The answer must consist of every line from the entries below that contains the word "recomputed".

***** MATERIAL FOR THE TASK

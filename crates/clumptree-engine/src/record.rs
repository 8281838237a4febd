//! Terminal tracking record with BLAKE3 hashing.
//!
//! A [`TrackingRecord`] is the serializable result of a tracking run: every
//! [`Track`] keyed by identifier, the per-step identifier lists, and the
//! largest identifier minted. A BLAKE3 content hash over those fields makes
//! two runs cheap to compare and catches corrupted or hand-edited records.
//!
//! ```
//! use clumptree_engine::prelude::*;
//!
//! let clump = Clump {
//!     label: 0,
//!     position: [0.0, 0.0, 0.0],
//!     velocity: [0.0, 0.0, 0.0],
//!     mass: 1.0,
//!     radius: 1.0,
//! };
//! let source = MemorySource::from_snapshots([
//!     Snapshot::new(0.0, vec![clump.clone()]).unwrap(),
//!     Snapshot::new(1.0, vec![clump]).unwrap(),
//! ]);
//!
//! let record = Tracker::track_source(TrackerConfig::default(), &source).unwrap();
//! assert_eq!(record.hash.len(), 64); // BLAKE3 hex digest
//!
//! let json = record.to_json().unwrap();
//! let restored = TrackingRecord::from_json(&json).unwrap();
//! assert_eq!(restored, record);
//! ```

use std::collections::BTreeMap;

use clumptree_match::identity::ClumpId;
use serde::{Deserialize, Serialize};

use crate::track::Track;
use crate::tracker::StepRecord;

/// Errors produced while building, encoding, or verifying a record.
#[derive(Debug, thiserror::Error)]
pub enum RecordError {
    #[error("record JSON error: {0}")]
    Json(#[from] serde_json::Error),

    #[error(
        "record hash mismatch: recorded {recorded} but recomputed {recomputed}. \
         The record may be corrupted or tampered with."
    )]
    HashMismatch {
        recorded: String,
        recomputed: String,
    },
}

// ---------------------------------------------------------------------------
// TrackingRecord
// ---------------------------------------------------------------------------

/// The complete, hashed output of a tracking run.
#[derive(Debug, Clone, PartialEq, Serialize, Deserialize)]
pub struct TrackingRecord {
    /// Every track, keyed by identifier. `BTreeMap` keeps serialization
    /// order deterministic.
    pub tracks: BTreeMap<ClumpId, Track>,
    /// Identifier lists of every processed snapshot, in input order.
    pub steps: Vec<StepRecord>,
    /// Largest identifier minted during the run.
    pub max_id: Option<ClumpId>,
    /// BLAKE3 hex digest (64 lowercase hex chars) of the fields above.
    pub hash: String,
}

/// Compute the BLAKE3 hex digest of the hashable record fields.
///
/// The hash field itself is not included.
fn compute_hash(
    tracks: &BTreeMap<ClumpId, Track>,
    steps: &[StepRecord],
    max_id: Option<ClumpId>,
) -> Result<String, RecordError> {
    #[derive(Serialize)]
    struct HashableRecord<'a> {
        tracks: &'a BTreeMap<ClumpId, Track>,
        steps: &'a [StepRecord],
        max_id: Option<ClumpId>,
    }

    let json_bytes = serde_json::to_vec(&HashableRecord {
        tracks,
        steps,
        max_id,
    })?;
    Ok(blake3::hash(&json_bytes).to_hex().to_string())
}

impl TrackingRecord {
    /// Assemble a record and compute its hash.
    pub fn new(
        tracks: BTreeMap<ClumpId, Track>,
        steps: Vec<StepRecord>,
        max_id: Option<ClumpId>,
    ) -> Result<Self, RecordError> {
        let hash = compute_hash(&tracks, &steps, max_id)?;
        Ok(Self {
            tracks,
            steps,
            max_id,
            hash,
        })
    }

    /// Recompute the hash and compare it with the recorded one.
    ///
    /// # Errors
    ///
    /// Returns [`RecordError::HashMismatch`] if the content no longer matches
    /// its hash.
    pub fn verify(&self) -> Result<(), RecordError> {
        let recomputed = compute_hash(&self.tracks, &self.steps, self.max_id)?;
        if recomputed != self.hash {
            return Err(RecordError::HashMismatch {
                recorded: self.hash.clone(),
                recomputed,
            });
        }
        Ok(())
    }

    /// Serialize to compact JSON.
    pub fn to_json(&self) -> Result<String, RecordError> {
        Ok(serde_json::to_string(self)?)
    }

    /// Serialize to indented JSON.
    pub fn to_json_pretty(&self) -> Result<String, RecordError> {
        Ok(serde_json::to_string_pretty(self)?)
    }

    /// Parse a record and verify its hash.
    pub fn from_json(json: &str) -> Result<Self, RecordError> {
        let record: Self = serde_json::from_str(json)?;
        record.verify()?;
        Ok(record)
    }

    /// The track of one identifier.
    pub fn track(&self, id: ClumpId) -> Option<&Track> {
        self.tracks.get(&id)
    }

    /// Identifiers whose track is still growing in the final step.
    pub fn live_ids(&self) -> &[ClumpId] {
        self.steps
            .last()
            .map(|s| s.ids.as_slice())
            .unwrap_or_default()
    }
}

// ---------------------------------------------------------------------------
// Tests
// ---------------------------------------------------------------------------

**********

SOLUTION TO THE EXERCISE:
        "record hash mismatch: recorded {recorded} but recomputed {recomputed}. \
        recomputed: String,
        let recomputed = compute_hash(&self.tracks, &self.steps, self.max_id)?;
        if recomputed != self.hash {
                recomputed,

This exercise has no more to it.